— What you will do —
Copy out the first line of the listing and every line after it, exactly, until you have copied the line containing "always centered horizontally.".

— Excerpted records —
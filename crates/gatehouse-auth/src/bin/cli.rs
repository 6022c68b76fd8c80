//! gatehouse-auth standalone binary.

use std::process::ExitCode;

use clap::Parser;
use gatehouse_auth::{AuthArgs, cli};

#[tokio::main]
async fn main() -> ExitCode {
    let args = AuthArgs::parse();

    match cli::run(args).await {
        Ok(()) => ExitCode::SUCCESS,
        Err(e) => {
            eprintln!("Error: {}", e);
            ExitCode::FAILURE
        }
    }
}
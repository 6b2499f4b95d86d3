// Copyright 2025 the Understory Authors
// SPDX-License-Identifier: Apache-2.0 OR MIT

//! Symbolic placement of a toast within its host.
//!
//! Pure functions of their inputs; nothing here touches host state.

use kurbo::{Insets, Point, Rect, Size};

/// Where a toast sits vertically in its host. Toasts are always centered horizontally.
#[derive(Clone, Copy, Debug, Default, PartialEq, Eq, Hash)]
#[cfg_attr(feature = "serde", derive(serde::Serialize, serde::Deserialize))]
pub enum Position {
    /// Against the top edge, below the top safe-area inset.
    Top,
    /// Centered in the host.
    Center,
    /// Against the bottom edge, above the bottom safe-area inset.
    #[default]
    Bottom,
}

impl Position {
    /// Resolve to the toast's center point in host coordinates.
    ///
    /// `host_insets` are safe-area exclusion zones; pass [`Insets::ZERO`] when the
    /// host has none. `vertical_padding` is the gap kept between the toast and
    /// the (inset) top or bottom edge; it is unused for [`Position::Center`].
    ///
    /// ```
    /// use kurbo::{Insets, Point, Rect, Size};
    /// use understory_toast::Position;
    ///
    /// let host = Rect::new(0.0, 0.0, 320.0, 480.0);
    /// let toast = Size::new(100.0, 40.0);
    /// assert_eq!(Position::Top.resolve(toast, host, Insets::ZERO, 10.0), Point::new(160.0, 30.0));
    /// assert_eq!(Position::Bottom.resolve(toast, host, Insets::ZERO, 10.0), Point::new(160.0, 450.0));
    /// ```
    pub fn resolve(
        self,
        toast: Size,
        host_bounds: Rect,
        host_insets: Insets,
        vertical_padding: f64,
    ) -> Point {
        let center = host_bounds.center();
        let half_height = toast.height / 2.0;
        let y = match self {
            Self::Top => host_bounds.y0 + half_height + vertical_padding + host_insets.y0,
            Self::Center => center.y,
            Self::Bottom => host_bounds.y1 - half_height - vertical_padding - host_insets.y1,
        };
        Point::new(center.x, y)
    }
}

/// The "position or point" argument accepted by the show operations.
#[derive(Clone, Copy, Debug, PartialEq)]
pub enum Placement {
    /// A symbolic position, resolved against the host when the toast is requested.
    Position(Position),
    /// An explicit center point in host coordinates, used as-is.
    Point(Point),
}

impl Default for Placement {
    fn default() -> Self {
        Self::Position(Position::default())
    }
}

impl From<Position> for Placement {
    fn from(position: Position) -> Self {
        Self::Position(position)
    }
}

impl From<Point> for Placement {
    fn from(point: Point) -> Self {
        Self::Point(point)
    }
}

impl Placement {
    /// Resolve to a concrete center point. See [`Position::resolve`].
    pub fn anchor(
        self,
        toast: Size,
        host_bounds: Rect,
        host_insets: Insets,
        vertical_padding: f64,
    ) -> Point {
        match self {
            Self::Position(p) => p.resolve(toast, host_bounds, host_insets, vertical_padding),
            Self::Point(pt) => pt,
        }
    }
}
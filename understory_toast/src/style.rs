// Copyright 2025 the Understory Authors
// SPDX-License-Identifier: Apache-2.0 OR MIT

//! Visual parameters for toast cards and the activity overlay.
//!
//! [`Style`] is plain data, copied at the point of use. The library only reads
//! `vertical_padding` (for placement) and `fade_duration` (for fades); the rest
//! is handed to the [`ContentBuilder`](crate::content::ContentBuilder) that
//! draws the card.
//!
//! Three fields are fractions and are clamped to `[0.0, 1.0]` on every
//! assignment: [`Style::max_width_percentage`], [`Style::max_height_percentage`],
//! and [`Style::shadow_opacity`]. Non-finite input is stored as `0.0`.

use core::time::Duration;

use kurbo::{Size, Vec2};

/// A straight-alpha RGBA color with `f32` channels in `[0.0, 1.0]`.
#[derive(Clone, Copy, Debug, PartialEq)]
#[cfg_attr(feature = "serde", derive(serde::Serialize, serde::Deserialize))]
pub struct Color {
    /// Red.
    pub r: f32,
    /// Green.
    pub g: f32,
    /// Blue.
    pub b: f32,
    /// Alpha.
    pub a: f32,
}

impl Color {
    /// Opaque black.
    pub const BLACK: Self = Self::rgba(0.0, 0.0, 0.0, 1.0);
    /// Opaque white.
    pub const WHITE: Self = Self::rgba(1.0, 1.0, 1.0, 1.0);

    /// Create a color from its channels.
    pub const fn rgba(r: f32, g: f32, b: f32, a: f32) -> Self {
        Self { r, g, b, a }
    }

    /// Returns the same color with a different alpha.
    #[must_use]
    pub const fn with_alpha(self, a: f32) -> Self {
        Self { a, ..self }
    }
}

/// Font weight requested from the toolkit.
#[derive(Clone, Copy, Debug, Default, PartialEq, Eq, Hash)]
#[cfg_attr(feature = "serde", derive(serde::Serialize, serde::Deserialize))]
pub enum FontWeight {
    /// The toolkit's regular system weight.
    #[default]
    Regular,
    /// The toolkit's bold system weight.
    Bold,
}

/// A system font request: point size and weight.
#[derive(Clone, Copy, Debug, PartialEq)]
#[cfg_attr(feature = "serde", derive(serde::Serialize, serde::Deserialize))]
pub struct Font {
    /// Point size.
    pub size: f64,
    /// Weight.
    pub weight: FontWeight,
}

impl Font {
    /// Regular system font at `size`.
    pub const fn regular(size: f64) -> Self {
        Self {
            size,
            weight: FontWeight::Regular,
        }
    }

    /// Bold system font at `size`.
    pub const fn bold(size: f64) -> Self {
        Self {
            size,
            weight: FontWeight::Bold,
        }
    }
}

/// Horizontal alignment of a text block inside the card.
#[derive(Clone, Copy, Debug, Default, PartialEq, Eq, Hash)]
#[cfg_attr(feature = "serde", derive(serde::Serialize, serde::Deserialize))]
pub enum TextAlignment {
    /// Flush left.
    #[default]
    Left,
    /// Centered.
    Center,
    /// Flush right.
    Right,
}

/// Visual configuration for a toast card.
///
/// Start from [`Style::default`] and assign the public fields. The clamped
/// fractions are private, so struct-update syntax is not available; use their
/// `set_*` or `with_*` methods instead:
///
/// ```
/// use understory_toast::Style;
///
/// let mut style = Style::default().with_max_width_percentage(1.5);
/// style.vertical_padding = 12.0;
/// style.display_shadow = true;
///
/// assert_eq!(style.max_width_percentage(), 1.0);
/// assert_eq!(style.vertical_padding, 12.0);
/// ```
#[derive(Clone, Copy, Debug, PartialEq)]
#[cfg_attr(feature = "serde", derive(serde::Serialize, serde::Deserialize))]
#[cfg_attr(feature = "serde", serde(default))]
pub struct Style {
    /// Card background.
    pub background_color: Color,
    /// Title text color.
    pub title_color: Color,
    /// Message text color.
    pub message_color: Color,
    #[cfg_attr(feature = "serde", serde(deserialize_with = "de::unit_interval"))]
    max_width_percentage: f64,
    #[cfg_attr(feature = "serde", serde(deserialize_with = "de::unit_interval"))]
    max_height_percentage: f64,
    /// Space between the card edge and its content, left and right.
    pub horizontal_padding: f64,
    /// Space between the card edge and its content, top and bottom.
    ///
    /// Also used as the gap between a top/bottom toast and the host edge.
    pub vertical_padding: f64,
    /// Card corner radius.
    pub corner_radius: f64,
    /// Title font.
    pub title_font: Font,
    /// Message font.
    pub message_font: Font,
    /// Title alignment.
    pub title_alignment: TextAlignment,
    /// Message alignment.
    pub message_alignment: TextAlignment,
    /// Maximum title lines; `0` means unlimited. Overflow is truncated, not wrapped.
    pub title_number_of_lines: usize,
    /// Maximum message lines; `0` means unlimited. Overflow is truncated, not wrapped.
    pub message_number_of_lines: usize,
    /// Draw a drop shadow behind the card.
    pub display_shadow: bool,
    /// Shadow color.
    pub shadow_color: Color,
    #[cfg_attr(feature = "serde", serde(deserialize_with = "de::unit_interval"))]
    shadow_opacity: f64,
    /// Shadow blur radius.
    pub shadow_radius: f64,
    /// Shadow offset.
    pub shadow_offset: Vec2,
    /// Size of the image slot, when the toast carries an image.
    pub image_size: Size,
    /// Size of the activity overlay card.
    pub activity_size: Size,
    /// Length of the fade-in and fade-out animations.
    pub fade_duration: Duration,
    /// Activity spinner color.
    pub activity_indicator_color: Color,
    /// Activity card background.
    pub activity_background_color: Color,
}

impl Default for Style {
    fn default() -> Self {
        Self {
            background_color: Color::BLACK.with_alpha(0.8),
            title_color: Color::WHITE,
            message_color: Color::WHITE,
            max_width_percentage: 0.8,
            max_height_percentage: 0.8,
            horizontal_padding: 10.0,
            vertical_padding: 10.0,
            corner_radius: 10.0,
            title_font: Font::bold(16.0),
            message_font: Font::regular(16.0),
            title_alignment: TextAlignment::Left,
            message_alignment: TextAlignment::Left,
            title_number_of_lines: 0,
            message_number_of_lines: 0,
            display_shadow: false,
            shadow_color: Color::BLACK,
            shadow_opacity: 0.8,
            shadow_radius: 6.0,
            shadow_offset: Vec2::new(4.0, 4.0),
            image_size: Size::new(80.0, 80.0),
            activity_size: Size::new(100.0, 100.0),
            fade_duration: Duration::from_millis(200),
            activity_indicator_color: Color::WHITE,
            activity_background_color: Color::BLACK.with_alpha(0.8),
        }
    }
}

impl Style {
    /// Maximum card width as a fraction of the host width.
    pub fn max_width_percentage(&self) -> f64 {
        self.max_width_percentage
    }

    /// Maximum card height as a fraction of the host height.
    pub fn max_height_percentage(&self) -> f64 {
        self.max_height_percentage
    }

    /// Shadow opacity.
    pub fn shadow_opacity(&self) -> f64 {
        self.shadow_opacity
    }

    /// Set the maximum width fraction, clamped to `[0.0, 1.0]`.
    pub fn set_max_width_percentage(&mut self, value: f64) {
        self.max_width_percentage = clamp_unit(value);
    }

    /// Set the maximum height fraction, clamped to `[0.0, 1.0]`.
    pub fn set_max_height_percentage(&mut self, value: f64) {
        self.max_height_percentage = clamp_unit(value);
    }

    /// Set the shadow opacity, clamped to `[0.0, 1.0]`.
    pub fn set_shadow_opacity(&mut self, value: f64) {
        self.shadow_opacity = clamp_unit(value);
    }

    /// Builder form of [`Style::set_max_width_percentage`].
    #[must_use]
    pub fn with_max_width_percentage(mut self, value: f64) -> Self {
        self.set_max_width_percentage(value);
        self
    }

    /// Builder form of [`Style::set_max_height_percentage`].
    #[must_use]
    pub fn with_max_height_percentage(mut self, value: f64) -> Self {
        self.set_max_height_percentage(value);
        self
    }

    /// Builder form of [`Style::set_shadow_opacity`].
    #[must_use]
    pub fn with_shadow_opacity(mut self, value: f64) -> Self {
        self.set_shadow_opacity(value);
        self
    }
}

/// Clamp to the unit interval; NaN maps to `0.0`.
pub(crate) fn clamp_unit(value: f64) -> f64 {
    if value.is_nan() {
        0.0
    } else {
        value.clamp(0.0, 1.0)
    }
}

#[cfg(feature = "serde")]
mod de {
    use serde::{Deserialize, Deserializer};

    pub(super) fn unit_interval<'de, D: Deserializer<'de>>(d: D) -> Result<f64, D::Error> {
        f64::deserialize(d).map(super::clamp_unit)
    }
}
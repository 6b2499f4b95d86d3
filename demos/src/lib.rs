// Copyright 2025 the Understory Authors
// SPDX-License-Identifier: Apache-2.0 OR MIT

//! A console host with a virtual clock, shared by the demos.
//!
//! Fades and timers are scheduled on a simulated event loop instead of a real
//! toolkit; [`ConsoleHost::run`] advances time and hands every token back to
//! the toaster, logging what a real host would draw.

use std::time::Duration;

use kurbo::{Point, Rect, Size};
use log::info;
use understory_toast::{
    ContentBuilder, ContentNode, DismissTimer, Host, HostId, OverlayFlags, Style, ToastContent,
    Toaster, Transition,
};

/// Something the simulated event loop will deliver later.
#[derive(Copy, Clone, Debug, PartialEq, Eq)]
pub enum Event {
    /// A fade finished.
    Faded(Transition),
    /// A dismissal timer expired.
    Timer(DismissTimer),
    /// The user tapped a view.
    Tap(u32),
}

/// A host that prints instead of drawing.
#[derive(Debug)]
pub struct ConsoleHost {
    id: HostId,
    bounds: Rect,
    now: Duration,
    seq: u64,
    next_view: u32,
    pending: Vec<(Duration, u64, Event)>,
}

impl ConsoleHost {
    /// A `width × height` host with the given id.
    pub fn new(id: u64, width: f64, height: f64) -> Self {
        Self {
            id: HostId(id),
            bounds: Rect::new(0.0, 0.0, width, height),
            now: Duration::ZERO,
            seq: 0,
            next_view: 0,
            pending: Vec::new(),
        }
    }

    /// Current virtual time.
    pub fn now(&self) -> Duration {
        self.now
    }

    /// Deliver `event` once `delay` has passed.
    pub fn schedule(&mut self, delay: Duration, event: Event) {
        self.seq += 1;
        self.pending.push((self.now + delay, self.seq, event));
    }

    /// Run the event loop until nothing is left to deliver.
    pub fn run(&mut self, toaster: &mut Toaster<u32>) {
        while let Some(event) = self.pop() {
            match event {
                Event::Faded(transition) => toaster.animation_finished(self, transition),
                Event::Timer(timer) => toaster.timer_fired(self, timer),
                Event::Tap(view) => {
                    info!("[{:>5}ms] tap on #{view}", self.now.as_millis());
                    toaster.toast_tapped(self, view);
                }
            }
        }
    }

    fn pop(&mut self) -> Option<Event> {
        let next = self
            .pending
            .iter()
            .enumerate()
            .min_by_key(|(_, (at, seq, _))| (*at, *seq))
            .map(|(i, _)| i)?;
        let (at, _, event) = self.pending.swap_remove(next);
        self.now = self.now.max(at);
        Some(event)
    }

    fn stamp(&self) -> u128 {
        self.now.as_millis()
    }
}

impl Host for ConsoleHost {
    type View = u32;

    fn id(&self) -> HostId {
        self.id
    }

    fn bounds(&self) -> Rect {
        self.bounds
    }

    fn attach(&mut self, view: u32, center: Point, flags: OverlayFlags) {
        info!(
            "[{:>5}ms] attach #{view} at ({:.0}, {:.0}) {flags:?}",
            self.stamp(),
            center.x,
            center.y
        );
    }

    fn detach(&mut self, view: u32) {
        info!("[{:>5}ms] detach #{view}", self.stamp());
    }

    fn fade(&mut self, view: u32, to: f64, duration: Duration, transition: Transition) {
        info!("[{:>5}ms] fade #{view} to {to}", self.stamp());
        self.schedule(duration, Event::Faded(transition));
    }

    fn start_timer(&mut self, delay: Duration, timer: DismissTimer) {
        self.schedule(delay, Event::Timer(timer));
    }

    fn cancel_timer(&mut self, timer: DismissTimer) {
        self.pending.retain(|(_, _, event)| *event != Event::Timer(timer));
    }
}

impl ContentBuilder for ConsoleHost {
    type Image = &'static str;

    fn build_toast(
        &mut self,
        content: ToastContent<&'static str>,
        style: &Style,
    ) -> ContentNode<u32> {
        self.next_view += 1;
        let chars = content
            .message_text()
            .map_or(0, str::len)
            .max(content.title_text().map_or(0, str::len));
        let text_width = chars as f64 * style.message_font.size * 0.5;
        let image_width = content.image().map_or(0.0, |_| style.image_size.width);
        let width = (text_width + image_width + 2.0 * style.horizontal_padding)
            .min(self.bounds.width() * style.max_width_percentage());
        let lines = usize::from(content.title_text().is_some())
            + usize::from(content.message_text().is_some());
        let height = (lines as f64 * style.message_font.size * 1.2 + 2.0 * style.vertical_padding)
            .max(content.image().map_or(0.0, |_| style.image_size.height));
        info!(
            "[{:>5}ms] built #{} {:?}: {:?}",
            self.stamp(),
            self.next_view,
            content.title_text(),
            content.message_text()
        );
        ContentNode {
            view: self.next_view,
            size: Size::new(width, height),
        }
    }

    fn build_activity(&mut self, style: &Style) -> ContentNode<u32> {
        self.next_view += 1;
        ContentNode {
            view: self.next_view,
            size: style.activity_size,
        }
    }
}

— Response —
filename crates/gatehouse-auth/src/bin/cli.rs
repository 6022c68b76fd8c80
//! gatehouse-auth standalone binary.

use std::process::ExitCode;

use clap::Parser;
use gatehouse_auth::{AuthArgs, cli};

#[tokio::main]
async fn main() -> ExitCode {
    let args = AuthArgs::parse();

    match cli::run(args).await {
        Ok(()) => ExitCode::SUCCESS,
        Err(e) => {
            eprintln!("Error: {}", e);
            ExitCode::FAILURE
        }
    }
}
repository 6b2499f4b95d86d3
// Copyright 2025 the Understory Authors
// SPDX-License-Identifier: Apache-2.0 OR MIT

//! Symbolic placement of a toast within its host.
//!
//! Pure functions of their inputs; nothing here touches host state.

use kurbo::{Insets, Point, Rect, Size};

/// Where a toast sits vertically in its host. Toasts are always centered horizontally.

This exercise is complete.